The House Budget Committee — which is led by House Budget Committee Chairman Paul Ryan (R-WI) — is holding a hearing today titled “The Broken Budget Process: Perspectives From Budget Experts.” The lead witness at the hearing is former Sen. Phil Gramm (R-TX).
For those who don’t remember, Gramm gained notoriety in 2008 when he, as an adviser to Sen. John McCain’s (R-AZ) presidential campaign, said America was only in a “mental recession.” “We have sort of become a nation of whiners,” he said. “You just hear this constant whining.”
That “mental recession,” of course, has cost 14 million Americans their jobs.
But Gramm has made far worse contributions to the nation’s economy. In 2000, he snuck the Commodity Futures Modernization Act into an unrelated, 11,000 page appropriations bill. That act ensured that the huge market in over-the-counter derivatives stayed unregulated, laying the groundwork for the 2008 financial crisis (and the implosions of AIG and Lehman Brothers).

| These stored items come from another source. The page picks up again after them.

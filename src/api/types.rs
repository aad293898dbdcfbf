use serde::Serialize;

use crate::db::{PartOfSpeech, WordRecord};

/// Where a lookup query originated.
#[derive(Debug, Clone, Copy, PartialEq, Eq)]
pub enum QuerySource {
    Typed,
    Spoken,
}

/// One user-initiated lookup. Presentation layers build one of these per
/// action instead of sharing mutable session state with the engine.
#[derive(Debug, Clone)]
pub struct LookupRequest {
    pub query: String,
    pub source: QuerySource,
}

impl LookupRequest {
    pub fn typed(query: impl Into<String>) -> Self {
        Self {
            query: query.into(),
            source: QuerySource::Typed,
        }
    }

    pub fn spoken(query: impl Into<String>) -> Self {
        Self {
            query: query.into(),
            source: QuerySource::Spoken,
        }
    }
}

/// Render-facing projection of a `WordRecord`.
#[derive(Debug, Clone, Serialize)]
pub struct WordView {
    pub word: String,
    pub phonetic: String,
    pub part_of_speech: PartOfSpeech,
    pub definition: String,
    pub synonyms: Vec<String>,
    pub antonyms: Vec<String>,
    pub examples: Vec<String>,
}

impl WordView {
    pub fn from_record(record: &WordRecord) -> Self {
        Self {
            word: record.word.clone(),
            phonetic: format!("/{}/", record.word),
            part_of_speech: record.part_of_speech,
            definition: record.definition.clone(),
            synonyms: record.synonyms.iter().cloned().collect(),
            antonyms: record.antonyms.iter().cloned().collect(),
            examples: record.examples.clone(),
        }
    }

    /// Plain-text rendering for terminal consumers.
    pub fn render_plain(&self) -> String {
        let mut out = format!(
            "{} {} ({})\n\nDefinition:\n  {}\n",
            self.word, self.phonetic, self.part_of_speech, self.definition
        );
        if !self.examples.is_empty() {
            out.push_str("\nExamples:\n");
            for (i, example) in self.examples.iter().enumerate() {
                out.push_str(&format!("  {}. \"{}\"\n", i + 1, example));
            }
        }
        if !self.synonyms.is_empty() {
            out.push_str(&format!("\nSynonyms: {}\n", self.synonyms.join(", ")));
        }
        if !self.antonyms.is_empty() {
            out.push_str(&format!("Antonyms: {}\n", self.antonyms.join(", ")));
        }
        out
    }
}

/// Result of resolving a query: a matched view, or a user-facing not-found.
/// NotFound is a value, never an error.
#[derive(Debug, Clone, Serialize)]
#[serde(tag = "result", rename_all = "snake_case")]
pub enum LookupOutcome {
    Match(WordView),
    NotFound { query: String },
}

impl LookupOutcome {
    pub fn is_match(&self) -> bool {
        matches!(self, LookupOutcome::Match(_))
    }
}
//! Build errors for the session builder.

use thiserror::Error;

/// Errors that can occur when building a monitoring session.
#[derive(Debug, Error)]
pub enum BuildError {
    #[error("Geofence not specified. Call .fence(definition) or start from a config")]
    MissingFence,

    #[error("Notification dispatcher not specified. Call .dispatcher(dispatcher) before .build()")]
    MissingDispatcher,
}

He then left Congress for a posh job with mega-bank UBS (where a rogue trader just lost more than $2 billion).
On budget-related matters, Gramm “lent his name and energy to passage of the first Reagan budget in 1981, whose sweeping tax cuts failed to prevent recession — and eventually required a long series of tax increases, beginning in 1982, to stanch the enormous deficits they created.” Gramm’s also believes that there should be no minimum wage and has derided the working poor by saying, “we’re the only nation in the world where all our poor people are fat.”
This is not the first time that the House GOP has sought Gramm’s input on budget matters. And with the nation facing a jobs crisis and a structural deficit that needs to be brought down over the next several years, sage budget advice would indeed be useful for Congress. Instead, the House GOP has turned to a man who played an outsized role in blowing up the federal deficit before he turned his efforts to blowing up the global economy.